第12話 出迎え

 馬車から降りると、屋敷の前に中年の男女が立っているのが見えた。その顔を見た瞬間に私は、急いで彼らの前に駆け寄った。ナハティガル男爵家の当主様と奥様だ。私を引き取った方々。だから失礼がないように挨拶する。


「こんにちは、ベリンダです。今日から、よろしくお願い致します」

「よく来てくれたね。歓迎するよ」

「ふふっ、よろしくね。さぁ、中にいらっしゃい」


 わざわざ二人は外に出て、私を笑顔で出迎えてくれた。こうして見ると、良い人達に見える。


 だけど、気を抜いてはいけない。彼らは貴族なんだ。何か目的があるはずだから。だけど、警戒しすぎると失礼になるだろう。適度に力を抜きつつ、嫌われないように接しよう。私は、心の中で自分に言い聞かせた。


 当主様と奥様の二人に案内されて、私は屋敷の中に入る。


 玄関を通り抜けて廊下を進みながら、すれ違った使用人達に挨拶する。皆、笑顔で返してくれた。とてもいい雰囲気の屋敷だと思った。


 そのまましばらく二人の後について行くと、とある部屋に辿り着いた。その部屋の中に入っていく。


「ベリンダも一緒に、中に入ってきて」

「はい。失礼します」


 部屋の中には、ベッドがあって、洒落たインテリアが配置されていた。そこそこの広さがあり、快適に暮らせそうな空間があった。


「ここは、今日から君の部屋だよ」

「……こんな立派な部屋を、私が使ってもよろしいのでしょうか?」

「もちろんよ。ベリンダの自由に使ってくれて構わないんだから」

「遠慮しないで、自分の家と思って寛いでくれ」

「はい、ありがとうございます!」


 ここが、新しい私の部屋。私は笑顔で感謝の言葉を口にして、二人に頭を下げた。それから、改めて部屋の中を見渡す。家具や調度品が揃っていて、やっぱり生活するのに不自由なさそうだと感じた。とても良い部屋。私は気に入った。


「必要な物があれば、いつでも言ってちょうだいね」

「はい。ありがとうございます」


 必要な物と聞かれても、今は何も思いつかない。向こうから持ってきた荷物で十分足りるだろうから。
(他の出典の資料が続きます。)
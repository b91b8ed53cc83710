//! DOCX (Office Open XML word-processing) text extraction.
//!
//! Only the main document body is read. Formatting, headers, footers and
//! comments are discarded.

use crate::ooxml::{local_name, open_archive, read_part};
use kitty_core::{DocumentFormat, Error, Result};
use quick_xml::events::Event;
use quick_xml::Reader;

const FORMAT: DocumentFormat = DocumentFormat::Docx;
const DOCUMENT_PART: &str = "word/document.xml";

/// Extractor for DOCX documents.
pub struct DocxExtractor;

impl DocxExtractor {
    pub fn new() -> Self {
        Self
    }

    /// Extract the raw text of the document body, one blank line between paragraphs.
    pub fn extract(&self, bytes: &[u8]) -> Result<String> {
        let mut archive = open_archive(bytes, FORMAT)?;
        let body = read_part(&mut archive, DOCUMENT_PART, FORMAT)?;
        let paragraphs = extract_paragraphs(&body).map_err(|e| Error::parse(FORMAT, e))?;
        log::debug!("DOCX body has {} non-empty paragraph(s)", paragraphs.len());
        Ok(paragraphs.join("\n\n"))
    }
}

impl Default for DocxExtractor {
    fn default() -> Self {
        Self::new()
    }
}

fn extract_paragraphs(xml_content: &str) -> std::result::Result<Vec<String>, quick_xml::Error> {
    let mut reader = Reader::from_str(xml_content);

    let mut paragraphs = Vec::new();
    let mut current = String::new();
    let mut in_run = false;
    let mut in_text = false;

    loop {
        match reader.read_event()? {
            Event::Start(ref e) => match local_name(e.name().as_ref()) {
                b"r" => in_run = true,
                b"t" if in_run => in_text = true,
                _ => {}
            },
            // `w:tab` also appears inside paragraph properties as a tab stop,
            // so only runs count.
            Event::Empty(ref e) if in_run => match local_name(e.name().as_ref()) {
                b"tab" => current.push('\t'),
                b"br" | b"cr" => current.push('\n'),
                _ => {}
            },
            Event::Text(ref e) if in_text => {
                current.push_str(&e.unescape()?);
            }
            Event::End(ref e) => match local_name(e.name().as_ref()) {
                b"t" => in_text = false,
                b"r" => in_run = false,
                b"p" => {
                    let text = current.trim_end();
                    if !text.trim().is_empty() {
                        paragraphs.push(text.to_string());
                    }
                    current.clear();
                }
                _ => {}
            },
            Event::Eof => break,
            _ => {}
        }
    }

    Ok(paragraphs)
}

#[cfg(test)]
mod tests {
    use super::*;
    use crate::test_support::zip_archive;

    fn document(body: &str) -> String {
        format!(
            r#"<?xml version="1.0" encoding="UTF-8" standalone="yes"?>
<w:document xmlns:w="http://schemas.openxmlformats.org/wordprocessingml/2006/main"><w:body>{}</w:body></w:document>"#,
            body
        )
    }

    #[test]
    fn test_paragraphs_joined_with_blank_line() {
        let xml = document(
            r#"<w:p><w:pPr><w:pStyle w:val="Heading1"/></w:pPr><w:r><w:rPr><w:b/></w:rPr><w:t>Chapter 1</w:t></w:r></w:p>
               <w:p><w:r><w:t xml:space="preserve">The cell is the </w:t></w:r><w:r><w:t>basic unit.</w:t></w:r></w:p>"#,
        );
        let bytes = zip_archive(&[(DOCUMENT_PART, xml.as_str())]);
        let text = DocxExtractor::new().extract(&bytes).unwrap();
        assert_eq!(text, "Chapter 1\n\nThe cell is the basic unit.");
    }

    #[test]
    fn test_tabs_and_breaks_inside_runs() {
        let xml = document(
            r#"<w:p><w:pPr><w:tabs><w:tab w:val="left" w:pos="720"/></w:tabs></w:pPr>
               <w:r><w:t>Term</w:t><w:tab/><w:t>Definition</w:t><w:br/><w:t>Next line</w:t></w:r></w:p>"#,
        );
        let paragraphs = extract_paragraphs(&xml).unwrap();
        assert_eq!(paragraphs, vec!["Term\tDefinition\nNext line"]);
    }

    #[test]
    fn test_empty_paragraphs_dropped() {
        let xml = document(r#"<w:p/><w:p><w:r><w:t>Only</w:t></w:r></w:p><w:p></w:p>"#);
        assert_eq!(extract_paragraphs(&xml).unwrap(), vec!["Only"]);
    }

    #[test]
    fn test_missing_body_part_is_parse_failure() {
        let bytes = zip_archive(&[("word/styles.xml", "<w:styles/>")]);
        let err = DocxExtractor::new().extract(&bytes).unwrap_err();
        assert!(matches!(err, Error::ParseFailure { format: DocumentFormat::Docx, .. }));
    }
}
「あの、えっと。それで、これから私はどうすれば……?」

「とりあえず、新しい服を仕立てましょう? 我が家に来た記念に、プレゼントするわよ」

「え!?  いえ、そこまでしていただく訳には……」


 私の疑問に奥様が答える。聞きたいことは、そうじゃなかった。しかも、いきなり服を買ってくれると言われて私は戸惑う。


 そんなことをしてもらうなんて、悪い気がする。そんな私の気持ちを察したのか、奥様が続けて言う。


「これから私達は家族になるんだから、遠慮しなくて大丈夫。貴女が素敵な服を着ている姿を、私に見せてほしいの。駄目かしら?」

「……分かりました。お言葉に甘えて、買って頂きます。ありがとうございます」

「ふふっ、素直で可愛い子ね」


 素直なんて、そんなことはない。ただ、これ以上断るのも申し訳ないから受け入れるだけ。それに、新しい服を着ることは嫌じゃないから。